Insomma, per una via o per l’altra del Grande Crocevia Estetico (il teatro musicale lirico), c’è tutto ciò che inconscio, fantasia e senso comune possano chiedere a una Lucrezia Borgia: il noir, l’emozione, il senso storico, il veleno (quello non deve mancare!) e, in aggiunta, il dramma di una madre. Anche l’ambiguo di Orsini (interpretato dall’ottimo contralto Veta Pilipenko en travesti) gioca su questo unheimlich, su questo straniante che ci accompagna fino alla fine.

Voglio ora soffermarmi su un aspetto particolarmente riuscito: l’uso del quadro del palcoscenico. Da terra a cielo, tutto il volume, dunque base, altezza e profondità, è agito magistralmente in questo spettacolo. La base è attraversata da veloci e giustificatissime presenze, che prendono spesso (il Papa in ouverture, con sublime effetto anche di luci; i gruppi di attori e figuranti) traiettorie geometriche interne, verso un dietro che è filosofico, è il nostro back-mind, la nostra attesa del grottesco sinistro nella Borgia.

L’altezza è scossa da pendenze e incombere di soffitti mobili, che non ci lasciano tranquilli (comme il faut!). La profondità, col prevalere del buio orizzontale, sconfina nel nostro spirito direttamente e si riempie di suoni e dolore ferale, fino alla morte di una madre e del suo figlio, nell’ombra cupa della vendetta e del veleno.

Eros e Thanatos, Borgia e Orgia, bene e male, Venezia e Ferrara si scontrano in continuazione come elettroni impazziti e ci portano all’epilogo dell’esplosione terrificante. Paragoni? Per come il bravo Bernard ha lavorato, siamo di fronte a un risultato eccezionale: la deflagrazione finale ricorda l’urlo panico di Rodolfo in Bohème o la tragedia materna che chiude Cavalleria Rusticana.
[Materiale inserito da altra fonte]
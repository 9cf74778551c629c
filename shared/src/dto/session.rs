//! Wallet session DTOs shared between the controller and the render surface.

use chrono::{DateTime, Utc};
use serde::{Deserialize, Serialize};

/// Connection status of a wallet session.
///
/// `Initializing` is only ever observed before the mount-time probe settles;
/// after that the status is always one of the two terminal display states.
#[derive(Debug, Clone, Copy, Serialize, Deserialize, PartialEq, Eq)]
#[serde(rename_all = "kebab-case")]
pub enum SessionStatus {
    Initializing,
    SignedOut,
    SignedIn,
}

impl SessionStatus {
    /// Human-readable label for logs and diagnostics.
    pub fn label(&self) -> &'static str {
        match self {
            SessionStatus::Initializing => "initializing",
            SessionStatus::SignedOut => "signed-out",
            SessionStatus::SignedIn => "signed-in",
        }
    }
}

/// Snapshot of a wallet session, shaped for display.
///
/// `identity` is the full public key; `display_identity` is its truncated
/// form for constrained layouts. Both are absent unless `status` is
/// [`SessionStatus::SignedIn`].
#[derive(Debug, Clone, Serialize, Deserialize, PartialEq, Eq)]
pub struct SessionView {
    pub status: SessionStatus,
    #[serde(skip_serializing_if = "Option::is_none")]
    pub identity: Option<String>,
    #[serde(skip_serializing_if = "Option::is_none")]
    pub display_identity: Option<String>,
    #[serde(skip_serializing_if = "Option::is_none")]
    pub connected_at: Option<DateTime<Utc>>,
}
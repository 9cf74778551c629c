//! # Data Transfer Objects (DTOs)
//!
//! Data structures handed from the session controller to the render surface.
//!
//! ## Serialization Format
//!
//! - **Field naming**: snake_case (default serde behavior)
//! - **Optional fields**: omitted when `None` using
//!   `#[serde(skip_serializing_if = "Option::is_none")]`
//! - **Enums**: serialize to kebab-case strings using
//!   `#[serde(rename_all = "kebab-case")]`

pub mod session;

pub use session::{SessionStatus, SessionView};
Tanto bella, questa regia e questo allestimento, che è subito sfidato: grande rischio per la coproduzione internazionale, che vede in prima fila nel 2020 il Comunale di Bologna, con un’altra “Lucrezia Borgia”, esordio in giugno!

“Pigliate la deformità morale più orrida, più ributtante, più completa, mettetela dove risalta meglio, nel cuor di una donna […], poi mescolate a tutta questa difformità morale un sentimento puro, il più puro che la donna provar possa, il sentimento materno […]”, ed ecco il nostro dramma… Citano Victor Hugo, a Bologna, nella tragedia da lui scritta (“Lucrezia Borgia”, 1833, appunto il titolo) cui s’ispirò Donizetti per commissionare a Felice Romani il libretto (fresco fresco, 1833 pur esso), e attaccano proprio dove a Bergamo e al Valli sono stati grandi.

E mettono in campo il “primouomo” (ormai così noto per le sue doti di altruismo ed equilibrio psicologico, mai, cioè, invadente “primadonna”) Stefan Pop in Gennaro e, udite udite, la grande Yolanda Ayuanet nella di lui madre Lucrezia…

Scontro titanico! Non vedo l’ora che giunga, questo giugno 2020.